For my part, I found Raban’s book a heroic achievement. The book’s draft was finished during Jonathan’s final year and published posthumously last September. He died last January at 80 before doing the final copy edits. However, John Freeman, his editor at Knopf, found Jonathan’s work “balance perfect.” He called the book “one of the most miraculous feats” he’d ever witnessed. It tells an unforgettable story of two men, both intent on finding their way home.
Thanks, Jean. Added that to my “must read” list.
Great job on the Raban book, Jean.
I loved it! I wish I could have gotten to know him, as I used to see him on Queen Anne a good deal during our days at the P-I.
Thanks for this. Years ago I occasionally crossed paths with Raban at the old Queen Anne Thriftway, but never had the nerve to introduce myself as a fan boy. “Father and Son” is excellent. Also worthwhile is “Driving Home: An American Journey,” a collection of his essays and articles.
Thank you Jean. It’s in my list now. I treasure the letters I have between Jonathan and Murray, especially one where he describes how besotted he is with baby Julia.
Just reread “Juneau” and was missing that voice. Looking forward to this one. Thank you.
I appreciate this article so much, Ms. Godden. It made me dig back into the New York Review of Books for his reviews of, e.g., Wallace and Gaddis. And in a roundabout way, it looks like I need to read Judt’s Postwar.
Before you open “Father and Son” and beginning reading again, I suggest you get the audiobook from the library and listen to his words spoken by a very able reader. I never had the chance to meet Rabat so I don’t know his voice. But this reader sounds so authentic that I feel like it is Jonathan himself talking to me. Needless to say I found it delightful and just as compelling as you describe it.
You’ve convinced me to get my hands on that book. The father/son journey resonates for me. The father I never knew and the replacement father who stepped in amid wartime. Loved Ponti’s. There was a regular Friday gagle of journos taking over a table or two in the bar. Hoisted a few with dear old Fendell now and then.

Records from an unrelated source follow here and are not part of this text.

//! Track and row types for per-channel sequences.

/// Highest playable note (8 octaves of 12 semitones).
pub const MAX_NOTE: u8 = 96;

/// Raw note value reserved for note-off.
pub const NOTE_OFF: u8 = 255;

/// Maximum number of rows in a track.
pub const MAX_TRACK_LENGTH: usize = 32;

/// A note event in a track row.
#[derive(Clone, Copy, Debug, Default, PartialEq, Eq)]
pub enum Note {
    /// No event
    #[default]
    None,
    /// Note on with chromatic pitch (1-96)
    On(u8),
    /// Gate release
    Off,
}

impl Note {
    /// Decode a raw row byte. Values outside the playable range decode as `None`.
    pub const fn from_raw(raw: u8) -> Self {
        match raw {
            NOTE_OFF => Note::Off,
            1..=MAX_NOTE => Note::On(raw),
            _ => Note::None,
        }
    }

    /// Encode as a raw row byte.
    pub const fn to_raw(self) -> u8 {
        match self {
            Note::None => 0,
            Note::On(n) => n,
            Note::Off => NOTE_OFF,
        }
    }
}

/// A single step of a track.
#[derive(Clone, Copy, Debug, Default, PartialEq, Eq)]
pub struct Row {
    /// Instrument number (0 = none, 1-48 = instrument index + 1)
    pub instrument: u8,
    /// Effect number (0 = none, 1-48 = effect index + 1)
    pub effect: u8,
    /// Note event
    pub note: Note,
}

impl Row {
    /// Create an empty row.
    pub const fn empty() -> Self {
        Self { instrument: 0, effect: 0, note: Note::None }
    }

    pub const fn new(instrument: u8, effect: u8, note: Note) -> Self {
        Self { instrument, effect, note }
    }

    /// Returns true if the row triggers nothing.
    pub fn is_empty(&self) -> bool {
        self.instrument == 0 && self.effect == 0 && self.note == Note::None
    }
}

/// One bar of music for one voice.
///
/// Always stores `MAX_TRACK_LENGTH` rows; the song's track length decides
/// how many of them are played.
#[derive(Clone, Debug, PartialEq, Eq)]
pub struct Track {
    pub rows: [Row; MAX_TRACK_LENGTH],
}

impl Default for Track {
    fn default() -> Self {
        Self::new()
    }
}

impl Track {
    pub const fn new() -> Self {
        Self { rows: [Row::empty(); MAX_TRACK_LENGTH] }
    }

    /// Get a row, or `None` past the end.
    pub fn row(&self, index: usize) -> Option<&Row> {
        self.rows.get(index)
    }

    pub fn row_mut(&mut self, index: usize) -> Option<&mut Row> {
        self.rows.get_mut(index)
    }

    /// Returns true if no row triggers anything.
    pub fn is_empty(&self) -> bool {
        self.rows.iter().all(Row::is_empty)
    }
}

#[cfg(test)]
mod tests {
    use super::*;

    #[test]
    fn raw_note_decoding() {
        assert_eq!(Note::from_raw(0), Note::None);
        assert_eq!(Note::from_raw(1), Note::On(1));
        assert_eq!(Note::from_raw(96), Note::On(96));
        assert_eq!(Note::from_raw(97), Note::None);
        assert_eq!(Note::from_raw(255), Note::Off);
        assert_eq!(Note::Off.to_raw(), 255);
        assert_eq!(Note::On(37).to_raw(), 37);
    }

    #[test]
    fn track_row_access() {
        let mut track = Track::new();
        assert!(track.is_empty());
        track.row_mut(10).unwrap().note = Note::On(49);

        assert_eq!(track.row(10).unwrap().note, Note::On(49));
        assert_eq!(track.row(11).unwrap().note, Note::None);
        assert!(track.row(MAX_TRACK_LENGTH).is_none());
        assert!(!track.is_empty());
    }
}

Just finished the book, Jean, and — I’m sorry — I found it unsatisfying. Not to denigrate the work Raban put into this, but I kept waiting for him to somehow integrate the story of his stroke and recovery with that of his father’s experience in WW II. Still waiting.
Sorry you were disappointing after reading Raban’s book. It’s true he didn’t fully flesh out his relationship his father, but that may have been understandable given his close relationship during wartime with his mom. When he and his mom faced one another across Peter’s deathbed said so much. Perhaps that was most telling.